**RECORDS TO PROCESS**:
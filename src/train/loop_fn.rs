use std::sync::atomic::Ordering;
use std::time::Instant;

use log::{debug, info, warn};
use rand::{rngs::StdRng, SeedableRng};

use crate::error::{Result, SoftmaxError};
use crate::loss::cross_entropy::CrossEntropyLoss;
use crate::loss::one_hot::one_hot;
use crate::math::matrix::Matrix;
use crate::model::softmax_regression::{forward, Parameters, SoftmaxRegression, INIT_STD_DEV};
use crate::optim::gd::GradientDescent;
use crate::train::fit_config::FitConfig;
use crate::train::iteration_stats::{FitReport, IterationStats};

// ---------------------------------------------------------------------------
// Private helpers
// ---------------------------------------------------------------------------

/// `max(labels) + 1`, rejected when the weight matrix or the one-hot target
/// matrix it implies could not be addressed.
fn class_count(labels: &[usize], n_samples: usize, n_features: usize) -> Result<usize> {
    let max_label = labels.iter().copied().max().unwrap_or(0);
    let widest = n_samples.max(n_features);
    max_label
        .checked_add(1)
        .filter(|&k| {
            widest
                .checked_mul(k)
                .and_then(|cells| cells.checked_mul(std::mem::size_of::<f64>()))
                .is_some_and(|bytes| bytes <= isize::MAX as usize)
        })
        .ok_or_else(|| {
            SoftmaxError::InvalidLabel(format!(
                "label {max_label} implies more classes than can be allocated"
            ))
        })
}

// ---------------------------------------------------------------------------
// Public entry point
// ---------------------------------------------------------------------------

/// Runs full-batch gradient descent on `model` for its configured number of
/// iterations.
///
/// # Arguments
/// - `model`  — modified in place; parameters are allocated on the first fit
///              and continued from on later fits
/// - `inputs` — `(n_samples, n_features)` feature matrix
/// - `labels` — one class index per row; the class count is `max(labels) + 1`
/// - `config` — optional stop flag and progress channel
///
/// # Errors
/// - `EmptyInput` if `inputs` has no rows or no columns
/// - `LengthMismatch` if `labels.len() != inputs.rows()`
/// - `InvalidLabel` if the largest label gives a class count whose weight
///   matrix cannot be sized
/// - `ShapeMismatch` if the model already holds parameters whose feature or
///   class count differs from this data
///
/// On error the model is left exactly as it was.
///
/// # Early termination
/// Without a stop flag or progress channel the loop always runs every
/// iteration. It stops before the next iteration when `config.stop_flag` is
/// set, or after an iteration whose progress could not be delivered because
/// the receiver was dropped.
pub fn fit_loop(
    model: &mut SoftmaxRegression,
    inputs: &Matrix,
    labels: &[usize],
    config: &FitConfig,
) -> Result<FitReport> {
    let (n_samples, n_features) = inputs.shape();
    if n_samples == 0 {
        return Err(SoftmaxError::EmptyInput("training matrix"));
    }
    if n_features == 0 {
        return Err(SoftmaxError::EmptyInput("training features"));
    }
    if labels.len() != n_samples {
        return Err(SoftmaxError::LengthMismatch {
            what: "training labels",
            expected: n_samples,
            actual: labels.len(),
        });
    }
    let n_classes = class_count(labels, n_samples, n_features)?;

    if let Some(params) = &model.params {
        let (rows, cols) = params.weights.shape();
        if rows != n_features || cols != n_classes {
            return Err(SoftmaxError::shape(format!(
                "model holds parameters for {rows} features x {cols} classes, \
                 but the training data has {n_features} features x {n_classes} classes"
            )));
        }
    }

    let total = model.hyperparams.iterations;
    let regularization = model.hyperparams.regularization;
    let optimizer = GradientDescent::new(model.hyperparams.learning_rate);

    info!(
        "fitting softmax regression: samples={n_samples} features={n_features} \
         classes={n_classes} iterations={total} lr={} lambda={regularization}",
        optimizer.learning_rate
    );

    let seed = model.seed;
    let params = model.params.get_or_insert_with(|| {
        let weights = match seed {
            Some(seed) => Matrix::gaussian(
                n_features, n_classes, INIT_STD_DEV, &mut StdRng::seed_from_u64(seed),
            ),
            None => Matrix::gaussian(n_features, n_classes, INIT_STD_DEV, &mut rand::thread_rng()),
        };
        Parameters { weights, bias: vec![0.0; n_classes] }
    });

    let targets = one_hot(labels, n_classes);
    model.loss_history.clear();
    model.loss_history.reserve(total);

    let t_start = Instant::now();
    let log_every = (total / 10).max(1);
    let report_every = config.report_every.max(1);
    let mut stopped_early = false;

    for iteration in 1..=total {
        if let Some(ref flag) = config.stop_flag {
            if flag.load(Ordering::Relaxed) {
                stopped_early = true;
                break;
            }
        }

        let (_, probabilities) = forward(params, inputs);

        let loss = CrossEntropyLoss::regularized_loss(
            &probabilities, labels, &params.weights, regularization,
        );
        model.loss_history.push(loss);

        let grads = CrossEntropyLoss::gradients(
            inputs, &probabilities, &targets, &params.weights, regularization,
        );
        optimizer.step(&mut params.weights, &mut params.bias, &grads);

        if iteration % log_every == 0 {
            debug!("iteration {iteration}/{total}: loss={loss:.6}");
        }

        if let Some(ref tx) = config.progress_tx {
            if iteration % report_every == 0 || iteration == total {
                let stats = IterationStats { iteration, total_iterations: total, loss };
                // Receiver gone: nobody is waiting for this fit any more.
                if tx.send(stats).is_err() {
                    stopped_early = true;
                    break;
                }
            }
        }
    }

    let report = FitReport {
        iterations_run: model.loss_history.len(),
        final_loss: model.loss_history.last().copied(),
        stopped_early,
    };

    if stopped_early {
        warn!("fit stopped early after {}/{total} iterations", report.iterations_run);
    }
    info!(
        "fit finished in {} ms: final loss {}",
        t_start.elapsed().as_millis(),
        report.final_loss.map_or_else(|| "n/a".to_string(), |l| format!("{l:.6}"))
    );

    Ok(report)
}

#[cfg(test)]
mod tests {
    use super::*;
    use std::sync::atomic::AtomicBool;
    use std::sync::{mpsc, Arc};

    fn toy() -> (Matrix, Vec<usize>) {
        let x = Matrix::from_rows(vec![
            vec![-1.0, -1.0],
            vec![-0.9, -1.1],
            vec![1.0, 1.0],
            vec![1.1, 0.9],
        ]).unwrap();
        (x, vec![0, 0, 1, 1])
    }

    #[test]
    fn runs_exact_iteration_count() {
        let (x, y) = toy();
        let mut model = SoftmaxRegression::new(0.1, 37, 0.0).with_seed(1);
        let report = fit_loop(&mut model, &x, &y, &FitConfig::default()).unwrap();
        assert_eq!(report.iterations_run, 37);
        assert!(!report.stopped_early);
        assert_eq!(model.loss_history().len(), 37);
        assert_eq!(report.final_loss, model.loss_history().last().copied());
    }

    #[test]
    fn zero_iterations_allocates_but_records_nothing() {
        let (x, y) = toy();
        let mut model = SoftmaxRegression::new(0.1, 0, 0.0);
        let report = fit_loop(&mut model, &x, &y, &FitConfig::default()).unwrap();
        assert_eq!(report.iterations_run, 0);
        assert_eq!(report.final_loss, None);
        assert!(model.is_trained());
    }

    #[test]
    fn stop_flag_set_before_start_runs_nothing() {
        let (x, y) = toy();
        let mut model = SoftmaxRegression::new(0.1, 100, 0.0);
        let flag = Arc::new(AtomicBool::new(true));
        let config = FitConfig::default().with_stop_flag(flag);
        let report = fit_loop(&mut model, &x, &y, &config).unwrap();
        assert!(report.stopped_early);
        assert_eq!(report.iterations_run, 0);
    }

    #[test]
    fn progress_is_reported_at_interval_and_end() {
        let (x, y) = toy();
        let mut model = SoftmaxRegression::new(0.1, 25, 0.0);
        let (tx, rx) = mpsc::channel();
        let config = FitConfig::default().with_progress(tx, 10);
        fit_loop(&mut model, &x, &y, &config).unwrap();
        drop(config);

        let seen: Vec<usize> = rx.iter().map(|s| s.iteration).collect();
        assert_eq!(seen, vec![10, 20, 25]);
    }

    #[test]
    fn dropped_receiver_stops_the_fit() {
        let (x, y) = toy();
        let mut model = SoftmaxRegression::new(0.1, 100, 0.0);
        let (tx, rx) = mpsc::channel();
        drop(rx);
        let config = FitConfig::default().with_progress(tx, 1);
        let report = fit_loop(&mut model, &x, &y, &config).unwrap();
        assert!(report.stopped_early);
        assert_eq!(report.iterations_run, 1);
    }

    #[test]
    fn same_seed_gives_same_parameters() {
        let (x, y) = toy();
        let mut a = SoftmaxRegression::new(0.1, 50, 1e-3).with_seed(42);
        let mut b = SoftmaxRegression::new(0.1, 50, 1e-3).with_seed(42);
        fit_loop(&mut a, &x, &y, &FitConfig::default()).unwrap();
        fit_loop(&mut b, &x, &y, &FitConfig::default()).unwrap();
        assert_eq!(a.weights(), b.weights());
        assert_eq!(a.bias(), b.bias());
    }
}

**EXERCISE GOAL**:
Find the word "grads" in the data and copy out each line where it turns up.

**RESULT OF THIS EXERCISE**:
        let grads = CrossEntropyLoss::gradients(
        optimizer.step(&mut params.weights, &mut params.bias, &grads);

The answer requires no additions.